//! GPU side of the identification pass.
//!
//! Renderers record into a caller-owned encoder via wgpu and own their GPU
//! resources (pipelines, uniform buffers).
//!
//! Convention:
//! - positions are local-space `Float32x3` at attribute location 0;
//! - every draw carries its own `IdentUniform` (view, proj, bias, color)
//!   bound at group 0 / binding 0 through a dynamic offset.

mod common;
mod ctx;
mod ident;
mod mesh;
mod target;

pub use common::{IdentUniform, PositionVertex};
pub use ctx::{RenderCtx, RenderTarget, TargetFormats};
pub use ident::{IdentDraw, IdentFrame, IdentPassConfig, IdentRenderer};
pub use mesh::{IdentMesh, Primitive};
pub use target::IdentTarget;

/// WGSL source of the identification pass (`vs_main` / `fs_main`).
pub const IDENT_SHADER_WGSL: &str = include_str!("shaders/ident.wgsl");

#[cfg(test)]
mod tests {
    use super::{IdentUniform, IDENT_SHADER_WGSL};

    fn parse() -> naga::Module {
        naga::front::wgsl::parse_str(IDENT_SHADER_WGSL).expect("ident.wgsl should parse")
    }

    #[test]
    fn shader_validates() {
        let module = parse();
        naga::valid::Validator::new(
            naga::valid::ValidationFlags::all(),
            naga::valid::Capabilities::all(),
        )
        .validate(&module)
        .expect("ident.wgsl should validate");
    }

    #[test]
    fn shader_exposes_both_entry_points() {
        let module = parse();
        let entries: Vec<(&str, naga::ShaderStage)> = module
            .entry_points
            .iter()
            .map(|ep| (ep.name.as_str(), ep.stage))
            .collect();
        assert!(entries.contains(&("vs_main", naga::ShaderStage::Vertex)));
        assert!(entries.contains(&("fs_main", naga::ShaderStage::Fragment)));
    }

    #[test]
    fn shader_uniform_matches_host_layout() {
        let module = parse();
        let (members, span) = module
            .types
            .iter()
            .find_map(|(_, ty)| match (ty.name.as_deref(), &ty.inner) {
                (Some("IdentUniform"), naga::TypeInner::Struct { members, span }) => {
                    Some((members.clone(), *span))
                }
                _ => None,
            })
            .expect("IdentUniform struct in shader");

        assert_eq!(span as usize, std::mem::size_of::<IdentUniform>());

        let layout: Vec<(Option<&str>, u32)> =
            members.iter().map(|m| (m.name.as_deref(), m.offset)).collect();
        assert_eq!(
            layout,
            vec![
                (Some("view"), 0),
                (Some("proj"), 64),
                (Some("bias"), 128),
                (Some("color"), 144),
            ]
        );
    }
}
------------------------------------
• **Activity**: Considering only the material above, set down every line from the one with "(pipelines, uniform buffers)." to the one with "match (ty.name.as_deref(), &ty.inner)", inclusive, exactly as written.

• **Solution**:
//! resources (pipelines, uniform buffers).
//!
//! Convention:
//! - positions are local-space `Float32x3` at attribute location 0;
//! - every draw carries its own `IdentUniform` (view, proj, bias, color)
//!   bound at group 0 / binding 0 through a dynamic offset.

mod common;
mod ctx;
mod ident;
mod mesh;
mod target;

pub use common::{IdentUniform, PositionVertex};
pub use ctx::{RenderCtx, RenderTarget, TargetFormats};
pub use ident::{IdentDraw, IdentFrame, IdentPassConfig, IdentRenderer};
pub use mesh::{IdentMesh, Primitive};
pub use target::IdentTarget;

/// WGSL source of the identification pass (`vs_main` / `fs_main`).
pub const IDENT_SHADER_WGSL: &str = include_str!("shaders/ident.wgsl");

#[cfg(test)]
mod tests {
    use super::{IdentUniform, IDENT_SHADER_WGSL};

    fn parse() -> naga::Module {
        naga::front::wgsl::parse_str(IDENT_SHADER_WGSL).expect("ident.wgsl should parse")
    }

    #[test]
    fn shader_validates() {
        let module = parse();
        naga::valid::Validator::new(
            naga::valid::ValidationFlags::all(),
            naga::valid::Capabilities::all(),
        )
        .validate(&module)
        .expect("ident.wgsl should validate");
    }

    #[test]
    fn shader_exposes_both_entry_points() {
        let module = parse();
        let entries: Vec<(&str, naga::ShaderStage)> = module
            .entry_points
            .iter()
            .map(|ep| (ep.name.as_str(), ep.stage))
            .collect();
        assert!(entries.contains(&("vs_main", naga::ShaderStage::Vertex)));
        assert!(entries.contains(&("fs_main", naga::ShaderStage::Fragment)));
    }

    #[test]
    fn shader_uniform_matches_host_layout() {
        let module = parse();
        let (members, span) = module
            .types
            .iter()
            .find_map(|(_, ty)| match (ty.name.as_deref(), &ty.inner) {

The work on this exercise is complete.